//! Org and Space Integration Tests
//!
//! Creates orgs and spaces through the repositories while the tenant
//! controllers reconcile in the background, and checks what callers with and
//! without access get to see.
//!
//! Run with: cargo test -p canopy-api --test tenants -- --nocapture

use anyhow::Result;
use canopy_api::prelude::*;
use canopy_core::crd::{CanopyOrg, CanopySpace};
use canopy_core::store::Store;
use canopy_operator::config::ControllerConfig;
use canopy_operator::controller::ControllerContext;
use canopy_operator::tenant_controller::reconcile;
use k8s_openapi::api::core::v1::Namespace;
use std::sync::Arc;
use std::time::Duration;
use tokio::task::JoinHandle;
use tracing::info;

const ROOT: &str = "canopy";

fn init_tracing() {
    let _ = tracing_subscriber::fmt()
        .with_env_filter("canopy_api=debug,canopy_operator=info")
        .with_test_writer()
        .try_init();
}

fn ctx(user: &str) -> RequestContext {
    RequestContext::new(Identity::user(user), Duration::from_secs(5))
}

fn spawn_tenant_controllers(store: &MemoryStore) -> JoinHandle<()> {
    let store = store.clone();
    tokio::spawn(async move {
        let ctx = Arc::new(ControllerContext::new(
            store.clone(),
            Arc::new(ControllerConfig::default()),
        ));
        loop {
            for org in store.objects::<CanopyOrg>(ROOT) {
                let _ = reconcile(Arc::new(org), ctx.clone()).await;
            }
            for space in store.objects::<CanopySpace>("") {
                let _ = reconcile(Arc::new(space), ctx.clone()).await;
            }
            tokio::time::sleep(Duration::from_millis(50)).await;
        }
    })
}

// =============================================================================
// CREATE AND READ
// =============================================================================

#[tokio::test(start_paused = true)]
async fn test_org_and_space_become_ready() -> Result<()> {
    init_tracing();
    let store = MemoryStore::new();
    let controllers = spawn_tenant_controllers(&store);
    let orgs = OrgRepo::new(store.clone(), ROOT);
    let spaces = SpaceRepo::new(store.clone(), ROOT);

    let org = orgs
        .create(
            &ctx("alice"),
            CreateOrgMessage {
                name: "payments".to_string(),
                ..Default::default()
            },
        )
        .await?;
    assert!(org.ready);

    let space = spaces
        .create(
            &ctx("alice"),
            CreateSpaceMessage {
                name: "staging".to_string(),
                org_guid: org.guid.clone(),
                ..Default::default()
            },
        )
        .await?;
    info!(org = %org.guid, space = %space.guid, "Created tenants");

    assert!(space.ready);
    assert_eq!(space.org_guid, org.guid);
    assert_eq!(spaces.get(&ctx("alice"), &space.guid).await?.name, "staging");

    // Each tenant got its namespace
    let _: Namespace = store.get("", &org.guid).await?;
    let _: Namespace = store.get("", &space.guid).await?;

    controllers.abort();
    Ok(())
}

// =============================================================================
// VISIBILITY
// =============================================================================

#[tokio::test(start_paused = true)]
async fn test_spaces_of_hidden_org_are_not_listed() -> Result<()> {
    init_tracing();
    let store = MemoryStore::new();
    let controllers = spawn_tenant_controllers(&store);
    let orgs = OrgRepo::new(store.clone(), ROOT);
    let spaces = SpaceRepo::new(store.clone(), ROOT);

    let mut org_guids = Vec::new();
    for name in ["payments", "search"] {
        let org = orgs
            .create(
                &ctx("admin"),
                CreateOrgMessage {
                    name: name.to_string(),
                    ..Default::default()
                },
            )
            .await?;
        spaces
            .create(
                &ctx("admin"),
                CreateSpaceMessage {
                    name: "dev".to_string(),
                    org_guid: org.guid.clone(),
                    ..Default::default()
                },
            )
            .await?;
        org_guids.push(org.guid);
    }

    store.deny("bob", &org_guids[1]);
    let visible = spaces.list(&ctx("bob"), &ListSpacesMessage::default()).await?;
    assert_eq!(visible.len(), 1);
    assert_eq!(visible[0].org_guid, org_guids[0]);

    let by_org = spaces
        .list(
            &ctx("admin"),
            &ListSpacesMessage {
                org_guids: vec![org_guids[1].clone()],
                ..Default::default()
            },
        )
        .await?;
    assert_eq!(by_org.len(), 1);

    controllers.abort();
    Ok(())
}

# # # # #

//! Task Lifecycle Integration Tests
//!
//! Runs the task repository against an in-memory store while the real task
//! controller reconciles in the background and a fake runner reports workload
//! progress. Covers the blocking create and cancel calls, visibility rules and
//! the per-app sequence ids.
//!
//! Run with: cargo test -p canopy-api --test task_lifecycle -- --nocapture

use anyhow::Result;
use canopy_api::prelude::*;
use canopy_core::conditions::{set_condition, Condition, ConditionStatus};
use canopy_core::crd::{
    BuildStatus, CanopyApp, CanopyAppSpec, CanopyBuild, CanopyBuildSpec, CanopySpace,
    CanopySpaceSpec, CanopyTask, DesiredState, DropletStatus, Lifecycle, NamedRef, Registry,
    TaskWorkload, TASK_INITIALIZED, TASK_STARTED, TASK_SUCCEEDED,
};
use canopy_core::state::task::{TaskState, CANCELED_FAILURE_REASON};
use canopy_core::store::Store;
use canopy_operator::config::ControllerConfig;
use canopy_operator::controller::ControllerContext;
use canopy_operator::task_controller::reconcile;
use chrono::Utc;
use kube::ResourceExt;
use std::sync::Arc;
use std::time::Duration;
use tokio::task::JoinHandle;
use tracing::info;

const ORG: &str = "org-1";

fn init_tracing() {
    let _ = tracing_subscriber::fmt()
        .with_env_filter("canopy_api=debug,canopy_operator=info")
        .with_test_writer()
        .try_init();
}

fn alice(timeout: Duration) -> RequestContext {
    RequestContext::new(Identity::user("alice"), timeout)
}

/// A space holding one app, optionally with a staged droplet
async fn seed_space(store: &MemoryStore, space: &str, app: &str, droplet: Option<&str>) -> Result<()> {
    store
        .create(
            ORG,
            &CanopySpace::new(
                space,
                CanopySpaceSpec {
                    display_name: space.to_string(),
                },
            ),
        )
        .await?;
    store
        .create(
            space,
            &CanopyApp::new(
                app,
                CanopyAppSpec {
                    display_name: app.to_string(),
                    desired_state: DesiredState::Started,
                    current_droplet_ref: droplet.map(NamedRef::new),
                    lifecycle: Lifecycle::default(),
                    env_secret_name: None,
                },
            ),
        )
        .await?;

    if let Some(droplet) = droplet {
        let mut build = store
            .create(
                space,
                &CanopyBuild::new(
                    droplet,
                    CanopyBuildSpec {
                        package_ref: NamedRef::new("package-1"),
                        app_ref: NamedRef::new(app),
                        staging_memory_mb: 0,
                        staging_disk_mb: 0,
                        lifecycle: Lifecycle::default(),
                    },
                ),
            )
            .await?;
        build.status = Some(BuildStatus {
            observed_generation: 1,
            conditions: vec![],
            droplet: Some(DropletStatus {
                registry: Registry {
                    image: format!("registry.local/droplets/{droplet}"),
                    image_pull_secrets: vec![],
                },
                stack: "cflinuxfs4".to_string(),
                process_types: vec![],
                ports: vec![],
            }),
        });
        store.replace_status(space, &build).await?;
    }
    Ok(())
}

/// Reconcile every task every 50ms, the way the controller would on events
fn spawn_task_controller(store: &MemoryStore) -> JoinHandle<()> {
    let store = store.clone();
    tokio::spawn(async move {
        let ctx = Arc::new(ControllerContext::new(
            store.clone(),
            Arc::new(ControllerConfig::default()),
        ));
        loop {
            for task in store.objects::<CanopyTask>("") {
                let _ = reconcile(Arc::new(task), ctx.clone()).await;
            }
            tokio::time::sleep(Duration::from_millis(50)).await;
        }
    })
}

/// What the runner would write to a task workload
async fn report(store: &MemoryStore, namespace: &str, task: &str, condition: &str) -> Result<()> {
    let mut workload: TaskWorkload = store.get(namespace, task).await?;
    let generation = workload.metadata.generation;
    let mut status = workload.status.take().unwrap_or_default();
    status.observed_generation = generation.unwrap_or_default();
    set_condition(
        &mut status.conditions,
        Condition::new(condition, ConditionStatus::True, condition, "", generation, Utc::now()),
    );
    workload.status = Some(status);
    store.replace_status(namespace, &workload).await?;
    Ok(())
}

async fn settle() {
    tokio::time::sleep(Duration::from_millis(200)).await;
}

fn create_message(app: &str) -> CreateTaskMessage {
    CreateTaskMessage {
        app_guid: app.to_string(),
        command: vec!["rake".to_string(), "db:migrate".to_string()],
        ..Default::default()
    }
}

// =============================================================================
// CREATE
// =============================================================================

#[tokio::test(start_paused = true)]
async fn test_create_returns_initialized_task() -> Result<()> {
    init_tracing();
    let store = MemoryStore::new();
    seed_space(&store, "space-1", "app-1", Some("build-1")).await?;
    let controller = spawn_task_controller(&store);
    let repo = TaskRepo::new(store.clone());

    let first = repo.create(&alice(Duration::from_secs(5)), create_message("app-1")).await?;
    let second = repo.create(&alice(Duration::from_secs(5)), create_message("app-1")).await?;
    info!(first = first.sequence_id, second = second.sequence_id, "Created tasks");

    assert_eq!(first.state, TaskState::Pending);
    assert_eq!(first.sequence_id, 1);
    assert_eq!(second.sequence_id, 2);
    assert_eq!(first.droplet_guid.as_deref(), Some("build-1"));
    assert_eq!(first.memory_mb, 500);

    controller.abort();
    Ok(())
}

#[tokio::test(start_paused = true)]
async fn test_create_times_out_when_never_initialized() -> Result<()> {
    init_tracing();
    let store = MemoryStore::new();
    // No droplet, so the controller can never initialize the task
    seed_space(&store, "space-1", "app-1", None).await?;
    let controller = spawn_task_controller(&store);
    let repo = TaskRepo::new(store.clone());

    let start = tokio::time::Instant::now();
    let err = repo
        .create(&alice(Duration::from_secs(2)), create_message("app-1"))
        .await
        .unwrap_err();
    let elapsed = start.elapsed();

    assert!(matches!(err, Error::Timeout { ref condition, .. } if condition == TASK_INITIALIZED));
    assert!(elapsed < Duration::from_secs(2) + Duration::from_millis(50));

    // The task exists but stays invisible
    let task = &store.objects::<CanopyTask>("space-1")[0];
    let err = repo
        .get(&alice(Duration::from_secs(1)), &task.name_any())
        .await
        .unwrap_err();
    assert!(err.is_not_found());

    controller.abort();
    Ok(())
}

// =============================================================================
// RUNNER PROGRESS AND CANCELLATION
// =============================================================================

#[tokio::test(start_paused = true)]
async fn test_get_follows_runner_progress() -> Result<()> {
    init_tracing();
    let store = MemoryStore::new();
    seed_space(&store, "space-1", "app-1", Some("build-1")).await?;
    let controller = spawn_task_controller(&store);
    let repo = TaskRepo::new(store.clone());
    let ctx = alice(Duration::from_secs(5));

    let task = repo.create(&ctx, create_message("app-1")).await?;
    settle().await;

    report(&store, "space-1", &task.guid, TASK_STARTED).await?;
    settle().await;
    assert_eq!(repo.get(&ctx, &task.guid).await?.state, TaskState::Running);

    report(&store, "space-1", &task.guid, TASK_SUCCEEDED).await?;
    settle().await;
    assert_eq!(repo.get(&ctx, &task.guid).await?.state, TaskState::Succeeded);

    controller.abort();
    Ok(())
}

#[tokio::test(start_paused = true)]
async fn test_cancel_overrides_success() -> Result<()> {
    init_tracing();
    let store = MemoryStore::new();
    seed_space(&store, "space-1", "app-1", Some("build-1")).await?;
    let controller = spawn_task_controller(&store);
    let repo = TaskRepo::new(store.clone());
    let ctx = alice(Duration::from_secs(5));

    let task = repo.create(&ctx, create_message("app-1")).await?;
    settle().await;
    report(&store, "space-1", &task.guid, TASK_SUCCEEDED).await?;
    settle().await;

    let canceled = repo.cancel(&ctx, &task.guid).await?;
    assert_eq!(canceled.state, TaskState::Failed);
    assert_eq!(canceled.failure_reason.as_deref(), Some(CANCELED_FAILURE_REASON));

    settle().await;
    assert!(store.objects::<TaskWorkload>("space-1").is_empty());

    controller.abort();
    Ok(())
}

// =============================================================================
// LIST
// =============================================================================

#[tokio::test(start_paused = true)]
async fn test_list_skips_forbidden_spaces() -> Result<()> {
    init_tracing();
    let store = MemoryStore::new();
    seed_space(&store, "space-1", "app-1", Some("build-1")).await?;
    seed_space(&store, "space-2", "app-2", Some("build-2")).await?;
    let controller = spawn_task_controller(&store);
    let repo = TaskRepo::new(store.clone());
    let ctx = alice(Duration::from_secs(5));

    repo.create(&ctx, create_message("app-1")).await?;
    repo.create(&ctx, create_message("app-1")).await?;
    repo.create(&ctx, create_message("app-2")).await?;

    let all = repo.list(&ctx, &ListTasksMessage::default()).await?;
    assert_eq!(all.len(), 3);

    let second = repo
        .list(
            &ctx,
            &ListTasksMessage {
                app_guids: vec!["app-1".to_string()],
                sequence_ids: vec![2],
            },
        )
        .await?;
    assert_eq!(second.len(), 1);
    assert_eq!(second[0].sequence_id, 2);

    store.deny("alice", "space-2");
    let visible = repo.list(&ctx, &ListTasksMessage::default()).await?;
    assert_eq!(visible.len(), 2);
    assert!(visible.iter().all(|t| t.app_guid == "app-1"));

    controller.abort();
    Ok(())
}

# # # # #

▶ THE PROBLEM
In the records above, locate every line with the string "TaskState" and copy it.

▶ REPLY
use canopy_core::state::task::{TaskState, CANCELED_FAILURE_REASON};
    assert_eq!(first.state, TaskState::Pending);
    assert_eq!(repo.get(&ctx, &task.guid).await?.state, TaskState::Running);
    assert_eq!(repo.get(&ctx, &task.guid).await?.state, TaskState::Succeeded);
    assert_eq!(canceled.state, TaskState::Failed);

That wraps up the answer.